**PROBLEM STATEMENT:** Where a line in the listing below contains the word "WorkUnit", copy that line.
Segment Open
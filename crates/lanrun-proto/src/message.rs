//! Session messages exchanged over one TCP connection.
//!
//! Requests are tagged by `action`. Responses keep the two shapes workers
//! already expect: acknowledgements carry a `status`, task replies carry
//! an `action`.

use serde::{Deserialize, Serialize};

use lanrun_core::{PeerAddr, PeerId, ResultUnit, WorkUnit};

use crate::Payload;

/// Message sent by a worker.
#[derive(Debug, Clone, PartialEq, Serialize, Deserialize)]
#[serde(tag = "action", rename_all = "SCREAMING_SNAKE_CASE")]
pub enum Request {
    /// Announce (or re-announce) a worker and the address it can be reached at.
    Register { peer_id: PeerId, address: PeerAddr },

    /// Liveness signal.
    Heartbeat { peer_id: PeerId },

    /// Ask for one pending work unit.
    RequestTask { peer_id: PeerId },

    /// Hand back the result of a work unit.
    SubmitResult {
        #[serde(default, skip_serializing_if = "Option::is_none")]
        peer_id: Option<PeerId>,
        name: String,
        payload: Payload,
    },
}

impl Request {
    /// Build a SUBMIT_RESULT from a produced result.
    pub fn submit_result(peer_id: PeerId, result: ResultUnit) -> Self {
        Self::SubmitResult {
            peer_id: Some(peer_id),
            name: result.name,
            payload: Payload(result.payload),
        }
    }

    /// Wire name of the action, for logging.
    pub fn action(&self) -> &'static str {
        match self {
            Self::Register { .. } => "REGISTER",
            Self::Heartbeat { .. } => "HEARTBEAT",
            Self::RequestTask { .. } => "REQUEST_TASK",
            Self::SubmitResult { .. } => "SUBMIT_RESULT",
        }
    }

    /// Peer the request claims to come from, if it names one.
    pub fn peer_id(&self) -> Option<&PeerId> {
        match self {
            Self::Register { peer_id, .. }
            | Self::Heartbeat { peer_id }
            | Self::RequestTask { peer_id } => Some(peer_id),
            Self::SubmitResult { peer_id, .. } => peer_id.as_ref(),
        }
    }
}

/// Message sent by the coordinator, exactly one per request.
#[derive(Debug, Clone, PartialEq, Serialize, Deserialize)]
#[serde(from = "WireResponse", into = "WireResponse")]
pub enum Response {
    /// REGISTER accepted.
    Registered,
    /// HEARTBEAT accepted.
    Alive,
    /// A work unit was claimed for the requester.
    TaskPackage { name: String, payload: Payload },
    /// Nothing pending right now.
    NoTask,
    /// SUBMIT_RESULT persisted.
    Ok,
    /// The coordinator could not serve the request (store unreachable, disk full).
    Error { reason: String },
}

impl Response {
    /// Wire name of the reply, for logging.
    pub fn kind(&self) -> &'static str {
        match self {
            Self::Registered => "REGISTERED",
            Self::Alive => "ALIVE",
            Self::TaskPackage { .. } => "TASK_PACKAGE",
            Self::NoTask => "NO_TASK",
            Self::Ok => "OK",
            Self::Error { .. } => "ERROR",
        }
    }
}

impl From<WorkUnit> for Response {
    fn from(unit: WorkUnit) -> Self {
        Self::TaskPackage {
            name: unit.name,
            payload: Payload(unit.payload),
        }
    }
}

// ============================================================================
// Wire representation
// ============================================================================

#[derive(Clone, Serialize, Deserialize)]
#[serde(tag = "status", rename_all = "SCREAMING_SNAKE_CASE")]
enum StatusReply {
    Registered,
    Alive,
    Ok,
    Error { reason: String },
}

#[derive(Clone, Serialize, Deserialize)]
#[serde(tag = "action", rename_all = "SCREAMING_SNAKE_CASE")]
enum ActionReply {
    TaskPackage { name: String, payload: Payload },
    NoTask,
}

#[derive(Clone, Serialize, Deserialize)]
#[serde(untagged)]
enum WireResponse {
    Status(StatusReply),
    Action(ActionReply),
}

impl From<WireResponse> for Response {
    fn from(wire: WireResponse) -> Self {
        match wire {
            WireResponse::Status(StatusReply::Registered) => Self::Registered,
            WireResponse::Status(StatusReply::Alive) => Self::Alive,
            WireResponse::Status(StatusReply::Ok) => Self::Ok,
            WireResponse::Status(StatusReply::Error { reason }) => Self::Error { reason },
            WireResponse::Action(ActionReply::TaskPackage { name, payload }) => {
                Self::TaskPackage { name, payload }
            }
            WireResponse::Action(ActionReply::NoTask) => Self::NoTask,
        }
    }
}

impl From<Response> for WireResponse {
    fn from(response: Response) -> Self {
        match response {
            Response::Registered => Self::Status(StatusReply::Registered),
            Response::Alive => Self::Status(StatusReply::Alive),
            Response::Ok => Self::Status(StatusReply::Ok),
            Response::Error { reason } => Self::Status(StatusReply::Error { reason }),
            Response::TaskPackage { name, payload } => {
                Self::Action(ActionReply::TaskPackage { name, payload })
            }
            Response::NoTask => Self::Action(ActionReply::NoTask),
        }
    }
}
Segment Closed
**SOLUTION:**
use lanrun_core::{PeerAddr, PeerId, ResultUnit, WorkUnit};
impl From<WorkUnit> for Response {
    fn from(unit: WorkUnit) -> Self {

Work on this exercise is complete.